Amid declining COVID-19 cases and lower demand for tests, the health department is closing its drive-through testing site at the fairgrounds and will focus on distributing free at-home testing kits.
At-home test kits will be available to pick up, one per person, at specific locations throughout the county, the Gallatin City-County Health Department announced in a press release. Availability of the at-home testing kits are limited and are being supplied by the state Department of Public Health and Human Services, said Lori Christenson, Gallatin City-County Health Officer, during a virtual press conference.
Christenson said winter weather, staffing shortages and lower demand led to the health department’s pivot from drive-through testing to supplying at-home kits.
Beginning on Monday, tests will be available during regular business hours at several locations throughout the county including the health department, Belgrade Library, Three Rivers Clinic in Three Forks, Manhattan Library and West Yellowstone Social Services.

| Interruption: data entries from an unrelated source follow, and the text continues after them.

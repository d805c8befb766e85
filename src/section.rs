//! # Section specification.
//!
//! A [`SectionSpec`] pairs a [`Source`](crate::Source) with its refresh
//! interval. The ordered list of specs handed to the
//! [`Supervisor`](crate::Supervisor) is the section set: its order is the
//! display order and neither order nor length change while the bar runs.

use std::sync::Arc;
use std::time::Duration;

use crate::sources::{Source, SourceRef};

/// How one section is produced and how often.
#[derive(Clone)]
pub struct SectionSpec {
    source: SourceRef,
    interval: Duration,
}

impl SectionSpec {
    /// Creates a section from a shared source.
    pub fn new(source: SourceRef, interval: Duration) -> Self {
        Self { source, interval }
    }

    /// Creates a section, taking ownership of the source.
    ///
    /// ```
    /// use std::time::Duration;
    /// use rootbar::{ClockSource, SectionSpec};
    ///
    /// let spec = SectionSpec::from_source(ClockSource::new(), Duration::from_secs(1));
    /// assert_eq!(spec.name(), "clock");
    /// ```
    pub fn from_source(source: impl Source, interval: Duration) -> Self {
        Self::new(Arc::new(source), interval)
    }

    pub fn source(&self) -> &SourceRef {
        &self.source
    }

    /// Convenience: returns the source name.
    pub fn name(&self) -> &str {
        self.source.name()
    }

    pub fn interval(&self) -> Duration {
        self.interval
    }
}

impl std::fmt::Debug for SectionSpec {
    fn fmt(&self, f: &mut std::fmt::Formatter<'_>) -> std::fmt::Result {
        f.debug_struct("SectionSpec")
            .field("name", &self.name())
            .field("interval", &self.interval)
            .finish()
    }
}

Additional testing locations can be found online at healthygallatin.com. The tests are meant for people who have difficulty accessing COVID-19 tests, whether it’s because of geographic or financial barriers, Christenson said.
“We want to make these tests available to try and reduce those barriers,” she said.
Bozeman Health will still continue doing COVID-19 tests at Deaconess Hospital and Big Sky Medical Center, and Montana State University regularly holds testing for students.
Overall, Gallatin County is continuing a downward trend in both COVID-19 cases and hospitalizations.
This week’s 26% decrease in the seven-day rolling average is the fifth consecutive week that the county has seen waning case counts.
The seven-day rolling average of cases per 100,000 residents was 20.1 cases, down from 27.3 last week, according to the health department’s weekly COVID-19 report.
The county’s percent positive rate — which health officials use to monitor the levels of community transmission in the county and indicates if enough testing is being done — declined from 7.8% last week to 6.3%.
Nationwide, COVID-19 cases have been on the rise with both the omicron and delta variants widely circulating in some states.
The omicron variant, which has been present in the U.S. for several weeks now, is more transmissible than even the delta variant, said Dr. Kerrie Emerick, a pathologist at Bozeman Health.
No cases of the omicron variant have yet been detected in Montana, according to DPHHS.
“Once it does hit Montana, I except our COVID rates will increase,” Emerick said.
Getting vaccinated is still the best way to protect against COVID-19 and its variants, Emerick said.
Christenson said the health department is planning and preparing for the possibility of an increase in cases but said the county is in a good place with declining cases.
“As a community we’re well posed with having the access we do to vaccines, and we’ll continue to stress the importance of being vaccinated and getting your booster,” Christenson said.
As of Friday, Gallatin County had 146 active cases, compared to 206 last week and 316 two weeks ago.
Kallie Kujawa, lead incident COVID-19 commander for Bozeman Health, said there were eight COVID-19 patients at Deaconess Hospital.
The health department announced Wednesday the county’s 104th death. A woman in her 60s died in a hospital the week of Nov. 28, the health department received her death certificate attributing her death to COVID-19 on Tuesday.
Statewide, case counts have also been declining. As of Friday, Montana had 1,997 active cases. To date, 2,877 Montanans have died of complications related to COVID-19. On Friday, 139 people were in a hospital for COVID-19 complications.
About 52% of Montana’s are fully vaccinated. Of the 110,900 eligible residents in Gallatin County — everyone 5 years or older — about 59% were fully vaccinated.
Gallatin County has the fourth highest vaccination rate of counties in Montana, ranking behind Missoula, Deer Lodge and Silver Bow counties.
Vaccination rates in children and young adults still continue to be lower when compared to older adults. People aged 18 to 29 are about 54% fully vaccinated while children aged 12 to 17 are 44% fully vaccinated.
Children aged 5 to 11, who have been eligible to receive a Pfizer vaccine since early November, have the lowest rate of vaccination.
About 16% are considered fully vaccinated, while 25% have received a first dose.
At Deaconess Hospital, about 3,500 vaccines have been administered to 5- to 11-year-olds.
“There are about 1,500 fully vaccinated kiddos in that age range, which is phenomenal,” Kujawa said.